*WHAT IS EXPECTED*. Print each record below character for character.

*RECORDS TO USE*.

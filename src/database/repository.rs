/*!
 * Repository layer for database operations.
 *
 * This module provides a high-level API for all database operations,
 * abstracting away the SQL details and providing type-safe access.
 */

use anyhow::Result;
use async_trait::async_trait;
use log::debug;
use rusqlite::{Connection, OptionalExtension, params};

use super::connection::DatabaseConnection;
use super::models::{
    CommitSummary, ExampleRecord, LearningContentRecord, PENDING_LEVEL, SentenceRecord,
    SentenceTranslationRecord, SubtitleRecord, SubtitleStatus, WordEntryRecord,
    WordMetadataRecord,
};
use crate::enhancement::orchestrator::EnhancementStore;
use crate::enhancement::payload::{CandidateRow, SentenceContext};
use crate::enhancement::unit_of_work::UnitOfWork;
use crate::errors::FetchError;
use crate::ingest::ImportPlan;

/// Counts written by an import
#[derive(Debug, Clone, Copy, PartialEq, Eq)]
pub struct ImportSummary {
    pub subtitle_id: i64,
    pub sentence_count: usize,
    pub word_count: usize,
    pub valid_word_count: usize,
}

/// Repository for database operations
#[derive(Clone)]
pub struct Repository {
    db: DatabaseConnection,
}
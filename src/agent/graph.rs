/*!
 * Extract, generate and validate with a bounded number of retries.
 *
 * ```text
 * Extract -> Generate -> Validate -> End
 *               ^            |
 *               +-- retry ---+   (error and retry_count < max_retries)
 * ```
 */

use log::{info, warn};

use super::state::{AgentState, Node, WordEntryDraft};
use super::steps::AgentSteps;
use crate::errors::{AgentError, ValidationError};

/// Validation failures allowed before the pipeline gives up
pub const DEFAULT_MAX_RETRIES: u32 = 3;

/// Check generated entries, reporting the first problem found
pub fn validate_entries(entries: &[WordEntryDraft], fault: Option<&str>) -> Result<(), ValidationError> {
    if entries.is_empty() {
        return Err(ValidationError::NoEntries {
            detail: fault.unwrap_or("model returned no entries").to_string(),
        });
    }

    let present = |field: &Option<String>| field.as_deref().is_some_and(|v| !v.trim().is_empty());

    for (index, entry) in entries.iter().enumerate() {
        if !present(&entry.meaning) {
            return Err(ValidationError::MissingField { index, field: "meaning" });
        }
        if !present(&entry.example) {
            return Err(ValidationError::MissingField { index, field: "example" });
        }
    }

    Ok(())
}

/// Next node after validation
pub fn decide_next(state: &AgentState, max_retries: u32) -> Node {
    if state.error.is_some() && state.retry_count < max_retries {
        Node::Generate
    } else {
        Node::End
    }
}

/// Runs the generation pipeline over a set of steps
pub struct RetryValidationStateMachine<S: AgentSteps> {
    steps: S,
    max_retries: u32,
}

impl<S: AgentSteps> RetryValidationStateMachine<S> {
    pub fn new(steps: S) -> Self {
        Self {
            steps,
            max_retries: DEFAULT_MAX_RETRIES,
        }
    }

    pub fn with_max_retries(mut self, max_retries: u32) -> Self {
        self.max_retries = max_retries.max(1);
        self
    }

    pub fn max_retries(&self) -> u32 {
        self.max_retries
    }

    /// Run the pipeline to completion.
    ///
    /// Returns the final state when validation passed, otherwise the last
    /// validation error once the retry budget is spent.
    pub async fn run(&self, subtitle_raw: &str) -> Result<AgentState, AgentError> {
        let mut state = AgentState::new(subtitle_raw);
        let mut node = Node::Extract;

        while node != Node::End {
            state.visited.push(node);
            node = match node {
                Node::Extract => {
                    state.selected_words = self
                        .steps
                        .extract(&state.subtitle_raw)
                        .await
                        .map_err(AgentError::Extract)?;
                    state.retry_count = 0;
                    Node::Generate
                }
                Node::Generate => {
                    state.generate_attempts += 1;
                    let generated = self
                        .steps
                        .generate(&state.subtitle_raw, &state.selected_words)
                        .await;
                    match generated {
                        Ok(entries) => {
                            state.word_entries = entries;
                            state.generation_fault = None;
                        }
                        Err(e) => {
                            warn!("Generation attempt {} failed: {}", state.generate_attempts, e);
                            state.word_entries.clear();
                            state.generation_fault = Some(e.to_string());
                        }
                    }
                    Node::Validate
                }
                Node::Validate => {
                    let checked =
                        validate_entries(&state.word_entries, state.generation_fault.as_deref());
                    match checked {
                        Ok(()) => state.error = None,
                        Err(e) => {
                            state.retry_count += 1;
                            warn!("Validation failed (attempt {}): {}", state.retry_count, e);
                            state.error = Some(e);
                        }
                    }
                    decide_next(&state, self.max_retries)
                }
                Node::End => Node::End,
            };
        }
        state.visited.push(Node::End);

        match state.error.clone() {
            None => {
                info!("Generated {} word entries", state.word_entries.len());
                Ok(state)
            }
            Some(last_error) => Err(AgentError::RetriesExhausted {
                retries: state.retry_count,
                last_error,
            }),
        }
    }
}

*OUTPUT BELOW*.
filename src/database/repository.rs
/*!
 * Repository layer for database operations.
 *
 * This module provides a high-level API for all database operations,
 * abstracting away the SQL details and providing type-safe access.
 */

use anyhow::Result;
use async_trait::async_trait;
use log::debug;
use rusqlite::{Connection, OptionalExtension, params};

use super::connection::DatabaseConnection;
use super::models::{
    CommitSummary, ExampleRecord, LearningContentRecord, PENDING_LEVEL, SentenceRecord,
    SentenceTranslationRecord, SubtitleRecord, SubtitleStatus, WordEntryRecord,
    WordMetadataRecord,
};
use crate::enhancement::orchestrator::EnhancementStore;
use crate::enhancement::payload::{CandidateRow, SentenceContext};
use crate::enhancement::unit_of_work::UnitOfWork;
use crate::errors::FetchError;
use crate::ingest::ImportPlan;

/// Counts written by an import
#[derive(Debug, Clone, Copy, PartialEq, Eq)]
pub struct ImportSummary {
    pub subtitle_id: i64,
    pub sentence_count: usize,
    pub word_count: usize,
    pub valid_word_count: usize,
}

/// Repository for database operations
#[derive(Clone)]
pub struct Repository {
    db: DatabaseConnection,
}
filename src/agent/graph.rs
/*!
 * Extract, generate and validate with a bounded number of retries.
 *
 * ```text
 * Extract -> Generate -> Validate -> End
 *               ^            |
 *               +-- retry ---+   (error and retry_count < max_retries)
 * ```
 */

use log::{info, warn};

use super::state::{AgentState, Node, WordEntryDraft};
use super::steps::AgentSteps;
use crate::errors::{AgentError, ValidationError};

/// Validation failures allowed before the pipeline gives up
pub const DEFAULT_MAX_RETRIES: u32 = 3;

/// Check generated entries, reporting the first problem found
pub fn validate_entries(entries: &[WordEntryDraft], fault: Option<&str>) -> Result<(), ValidationError> {
    if entries.is_empty() {
        return Err(ValidationError::NoEntries {
            detail: fault.unwrap_or("model returned no entries").to_string(),
        });
    }

    let present = |field: &Option<String>| field.as_deref().is_some_and(|v| !v.trim().is_empty());

    for (index, entry) in entries.iter().enumerate() {
        if !present(&entry.meaning) {
            return Err(ValidationError::MissingField { index, field: "meaning" });
        }
        if !present(&entry.example) {
            return Err(ValidationError::MissingField { index, field: "example" });
        }
    }

    Ok(())
}

/// Next node after validation
pub fn decide_next(state: &AgentState, max_retries: u32) -> Node {
    if state.error.is_some() && state.retry_count < max_retries {
        Node::Generate
    } else {
        Node::End
    }
}

/// Runs the generation pipeline over a set of steps
pub struct RetryValidationStateMachine<S: AgentSteps> {
    steps: S,
    max_retries: u32,
}

impl<S: AgentSteps> RetryValidationStateMachine<S> {
    pub fn new(steps: S) -> Self {
        Self {
            steps,
            max_retries: DEFAULT_MAX_RETRIES,
        }
    }

    pub fn with_max_retries(mut self, max_retries: u32) -> Self {
        self.max_retries = max_retries.max(1);
        self
    }

    pub fn max_retries(&self) -> u32 {
        self.max_retries
    }

    /// Run the pipeline to completion.
    ///
    /// Returns the final state when validation passed, otherwise the last
    /// validation error once the retry budget is spent.
    pub async fn run(&self, subtitle_raw: &str) -> Result<AgentState, AgentError> {
        let mut state = AgentState::new(subtitle_raw);
        let mut node = Node::Extract;

        while node != Node::End {
            state.visited.push(node);
            node = match node {
                Node::Extract => {
                    state.selected_words = self
                        .steps
                        .extract(&state.subtitle_raw)
                        .await
                        .map_err(AgentError::Extract)?;
                    state.retry_count = 0;
                    Node::Generate
                }
                Node::Generate => {
                    state.generate_attempts += 1;
                    let generated = self
                        .steps
                        .generate(&state.subtitle_raw, &state.selected_words)
                        .await;
                    match generated {
                        Ok(entries) => {
                            state.word_entries = entries;
                            state.generation_fault = None;
                        }
                        Err(e) => {
                            warn!("Generation attempt {} failed: {}", state.generate_attempts, e);
                            state.word_entries.clear();
                            state.generation_fault = Some(e.to_string());
                        }
                    }
                    Node::Validate
                }
                Node::Validate => {
                    let checked =
                        validate_entries(&state.word_entries, state.generation_fault.as_deref());
                    match checked {
                        Ok(()) => state.error = None,
                        Err(e) => {
                            state.retry_count += 1;
                            warn!("Validation failed (attempt {}): {}", state.retry_count, e);
                            state.error = Some(e);
                        }
                    }
                    decide_next(&state, self.max_retries)
                }
                Node::End => Node::End,
            };
        }
        state.visited.push(Node::End);

        match state.error.clone() {
            None => {
                info!("Generated {} word entries", state.word_entries.len());
                Ok(state)
            }
            Some(last_error) => Err(AgentError::RetriesExhausted {
                retries: state.retry_count,
                last_error,
            }),
        }
    }
}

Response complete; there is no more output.